**Exercise input:**
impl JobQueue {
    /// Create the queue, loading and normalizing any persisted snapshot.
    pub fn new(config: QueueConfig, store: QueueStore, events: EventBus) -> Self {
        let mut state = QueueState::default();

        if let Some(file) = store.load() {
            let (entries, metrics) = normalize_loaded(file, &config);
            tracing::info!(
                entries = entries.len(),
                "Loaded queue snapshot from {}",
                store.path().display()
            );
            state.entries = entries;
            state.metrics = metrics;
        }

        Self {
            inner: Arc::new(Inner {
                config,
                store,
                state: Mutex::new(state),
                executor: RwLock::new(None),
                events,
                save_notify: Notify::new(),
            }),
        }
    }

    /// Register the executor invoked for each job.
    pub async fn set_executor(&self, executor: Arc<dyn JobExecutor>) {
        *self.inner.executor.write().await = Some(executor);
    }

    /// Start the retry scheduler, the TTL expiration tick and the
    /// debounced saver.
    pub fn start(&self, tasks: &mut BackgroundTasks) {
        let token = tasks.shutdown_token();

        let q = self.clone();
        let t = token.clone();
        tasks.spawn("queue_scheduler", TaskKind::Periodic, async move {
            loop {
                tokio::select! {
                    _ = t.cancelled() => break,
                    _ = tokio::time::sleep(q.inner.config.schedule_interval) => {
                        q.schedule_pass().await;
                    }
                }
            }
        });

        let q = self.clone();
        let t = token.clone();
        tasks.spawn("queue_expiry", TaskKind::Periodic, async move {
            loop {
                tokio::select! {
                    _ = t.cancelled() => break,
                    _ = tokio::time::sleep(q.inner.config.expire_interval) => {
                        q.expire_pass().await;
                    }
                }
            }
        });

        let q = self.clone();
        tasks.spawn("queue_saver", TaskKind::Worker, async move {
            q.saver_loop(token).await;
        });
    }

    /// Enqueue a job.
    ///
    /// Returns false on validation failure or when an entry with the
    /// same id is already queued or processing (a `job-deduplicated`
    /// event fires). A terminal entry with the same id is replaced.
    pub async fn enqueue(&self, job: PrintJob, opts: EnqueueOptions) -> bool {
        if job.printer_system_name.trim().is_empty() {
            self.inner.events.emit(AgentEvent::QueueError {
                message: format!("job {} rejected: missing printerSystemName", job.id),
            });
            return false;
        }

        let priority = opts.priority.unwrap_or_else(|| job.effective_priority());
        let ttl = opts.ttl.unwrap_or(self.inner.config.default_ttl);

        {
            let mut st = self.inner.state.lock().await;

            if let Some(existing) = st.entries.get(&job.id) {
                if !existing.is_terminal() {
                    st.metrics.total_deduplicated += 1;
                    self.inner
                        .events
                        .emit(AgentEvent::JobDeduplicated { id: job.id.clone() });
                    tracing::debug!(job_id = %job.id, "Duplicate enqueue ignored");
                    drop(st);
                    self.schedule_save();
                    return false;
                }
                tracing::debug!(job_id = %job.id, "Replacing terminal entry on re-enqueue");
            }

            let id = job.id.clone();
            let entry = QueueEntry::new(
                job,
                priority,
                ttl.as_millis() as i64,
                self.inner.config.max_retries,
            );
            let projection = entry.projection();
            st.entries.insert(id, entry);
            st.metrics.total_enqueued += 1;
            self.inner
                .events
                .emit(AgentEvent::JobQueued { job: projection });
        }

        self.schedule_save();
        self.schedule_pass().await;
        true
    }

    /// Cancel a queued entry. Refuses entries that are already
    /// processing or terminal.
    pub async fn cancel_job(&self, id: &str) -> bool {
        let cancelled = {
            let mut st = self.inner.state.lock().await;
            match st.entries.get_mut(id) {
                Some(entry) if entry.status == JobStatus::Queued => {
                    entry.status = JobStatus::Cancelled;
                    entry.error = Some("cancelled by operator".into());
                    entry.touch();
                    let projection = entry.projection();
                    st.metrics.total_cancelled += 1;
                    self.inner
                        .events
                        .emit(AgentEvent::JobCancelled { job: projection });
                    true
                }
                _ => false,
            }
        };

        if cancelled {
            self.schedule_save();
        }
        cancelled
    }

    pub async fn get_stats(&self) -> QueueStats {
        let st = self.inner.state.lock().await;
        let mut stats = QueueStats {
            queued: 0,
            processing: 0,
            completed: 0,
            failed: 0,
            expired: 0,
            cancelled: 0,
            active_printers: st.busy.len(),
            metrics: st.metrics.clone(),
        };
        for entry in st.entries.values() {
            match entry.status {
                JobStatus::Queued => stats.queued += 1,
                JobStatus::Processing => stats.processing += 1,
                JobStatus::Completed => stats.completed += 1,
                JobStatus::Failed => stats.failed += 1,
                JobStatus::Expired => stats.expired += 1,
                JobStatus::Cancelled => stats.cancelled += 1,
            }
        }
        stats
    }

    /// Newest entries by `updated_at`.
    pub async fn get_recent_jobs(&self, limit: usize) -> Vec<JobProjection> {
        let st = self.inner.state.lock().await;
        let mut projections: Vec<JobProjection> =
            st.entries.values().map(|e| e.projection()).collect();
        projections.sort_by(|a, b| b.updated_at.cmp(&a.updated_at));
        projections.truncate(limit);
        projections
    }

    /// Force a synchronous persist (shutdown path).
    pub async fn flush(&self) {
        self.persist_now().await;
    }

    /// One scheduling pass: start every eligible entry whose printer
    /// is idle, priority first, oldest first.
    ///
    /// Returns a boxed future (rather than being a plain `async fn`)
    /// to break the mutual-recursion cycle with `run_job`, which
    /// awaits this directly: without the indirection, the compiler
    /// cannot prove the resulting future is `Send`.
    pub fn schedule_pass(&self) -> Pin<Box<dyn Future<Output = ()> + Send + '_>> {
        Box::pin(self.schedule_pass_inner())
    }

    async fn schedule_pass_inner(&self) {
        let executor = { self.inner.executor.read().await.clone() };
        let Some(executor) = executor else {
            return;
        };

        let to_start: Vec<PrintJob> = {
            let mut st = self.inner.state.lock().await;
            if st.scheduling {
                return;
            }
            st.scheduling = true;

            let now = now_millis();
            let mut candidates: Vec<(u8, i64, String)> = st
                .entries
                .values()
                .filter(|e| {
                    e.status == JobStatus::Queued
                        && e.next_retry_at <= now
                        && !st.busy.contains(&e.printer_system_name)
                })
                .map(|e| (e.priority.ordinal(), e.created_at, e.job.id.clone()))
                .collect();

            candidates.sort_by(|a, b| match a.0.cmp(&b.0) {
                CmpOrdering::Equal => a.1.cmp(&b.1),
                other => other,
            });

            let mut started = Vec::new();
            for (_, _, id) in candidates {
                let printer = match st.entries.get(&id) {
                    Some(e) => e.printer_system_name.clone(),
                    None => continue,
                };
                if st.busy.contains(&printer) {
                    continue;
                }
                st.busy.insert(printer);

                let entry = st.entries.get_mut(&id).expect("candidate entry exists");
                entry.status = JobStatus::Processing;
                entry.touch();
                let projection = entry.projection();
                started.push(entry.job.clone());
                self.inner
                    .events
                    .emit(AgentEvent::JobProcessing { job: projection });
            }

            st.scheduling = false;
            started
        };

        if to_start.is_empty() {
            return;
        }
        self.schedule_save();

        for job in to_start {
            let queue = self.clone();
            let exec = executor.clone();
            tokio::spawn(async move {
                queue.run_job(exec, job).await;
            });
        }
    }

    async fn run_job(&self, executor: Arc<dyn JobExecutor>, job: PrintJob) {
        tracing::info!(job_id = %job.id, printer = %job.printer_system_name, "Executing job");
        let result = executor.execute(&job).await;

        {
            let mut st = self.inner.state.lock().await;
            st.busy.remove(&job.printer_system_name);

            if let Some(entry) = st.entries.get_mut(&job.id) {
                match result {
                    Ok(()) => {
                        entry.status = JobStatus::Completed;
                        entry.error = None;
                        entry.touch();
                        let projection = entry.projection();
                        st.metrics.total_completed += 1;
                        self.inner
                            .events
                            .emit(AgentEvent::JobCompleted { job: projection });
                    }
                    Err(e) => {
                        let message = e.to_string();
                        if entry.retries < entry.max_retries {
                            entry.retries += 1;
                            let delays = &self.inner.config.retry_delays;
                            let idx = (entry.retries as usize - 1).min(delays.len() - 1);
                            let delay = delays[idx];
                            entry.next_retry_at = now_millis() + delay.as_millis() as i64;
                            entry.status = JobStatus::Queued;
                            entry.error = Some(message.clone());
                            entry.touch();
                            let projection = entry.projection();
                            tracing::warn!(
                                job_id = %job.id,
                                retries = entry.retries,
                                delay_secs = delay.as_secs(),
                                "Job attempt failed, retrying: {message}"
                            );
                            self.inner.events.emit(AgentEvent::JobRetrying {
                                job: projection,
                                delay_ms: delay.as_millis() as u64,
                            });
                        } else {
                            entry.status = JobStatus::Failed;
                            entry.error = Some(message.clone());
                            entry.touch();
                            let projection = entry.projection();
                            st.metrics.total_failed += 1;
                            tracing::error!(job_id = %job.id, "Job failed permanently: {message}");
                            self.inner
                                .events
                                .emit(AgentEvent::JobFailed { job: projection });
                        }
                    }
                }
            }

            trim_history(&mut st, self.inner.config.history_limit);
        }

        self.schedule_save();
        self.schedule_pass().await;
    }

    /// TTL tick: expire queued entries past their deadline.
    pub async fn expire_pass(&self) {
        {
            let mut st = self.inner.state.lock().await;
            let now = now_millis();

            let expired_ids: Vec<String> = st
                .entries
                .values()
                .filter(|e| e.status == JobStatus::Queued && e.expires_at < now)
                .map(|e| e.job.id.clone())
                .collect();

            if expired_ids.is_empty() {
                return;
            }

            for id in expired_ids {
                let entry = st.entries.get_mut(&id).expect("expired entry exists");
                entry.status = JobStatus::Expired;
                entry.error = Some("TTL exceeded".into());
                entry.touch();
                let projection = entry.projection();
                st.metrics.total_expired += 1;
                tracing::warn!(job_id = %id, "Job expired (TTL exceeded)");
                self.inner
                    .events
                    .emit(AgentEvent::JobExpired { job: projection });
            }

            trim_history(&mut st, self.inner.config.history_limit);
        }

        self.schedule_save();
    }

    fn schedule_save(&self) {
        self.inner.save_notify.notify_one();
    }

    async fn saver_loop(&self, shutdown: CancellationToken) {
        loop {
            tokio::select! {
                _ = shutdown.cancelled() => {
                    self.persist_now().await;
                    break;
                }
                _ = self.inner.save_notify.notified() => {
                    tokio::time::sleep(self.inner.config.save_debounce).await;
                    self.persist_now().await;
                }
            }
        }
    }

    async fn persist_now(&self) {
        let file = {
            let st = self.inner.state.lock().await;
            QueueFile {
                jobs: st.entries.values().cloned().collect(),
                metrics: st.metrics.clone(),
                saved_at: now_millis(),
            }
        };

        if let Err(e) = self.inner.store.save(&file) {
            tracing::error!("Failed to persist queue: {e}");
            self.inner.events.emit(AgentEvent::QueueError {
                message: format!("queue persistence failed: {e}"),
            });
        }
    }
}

**Activity:** Your answer should be only a number: how many lines in the records hold the word "already".

**Task answer:** 2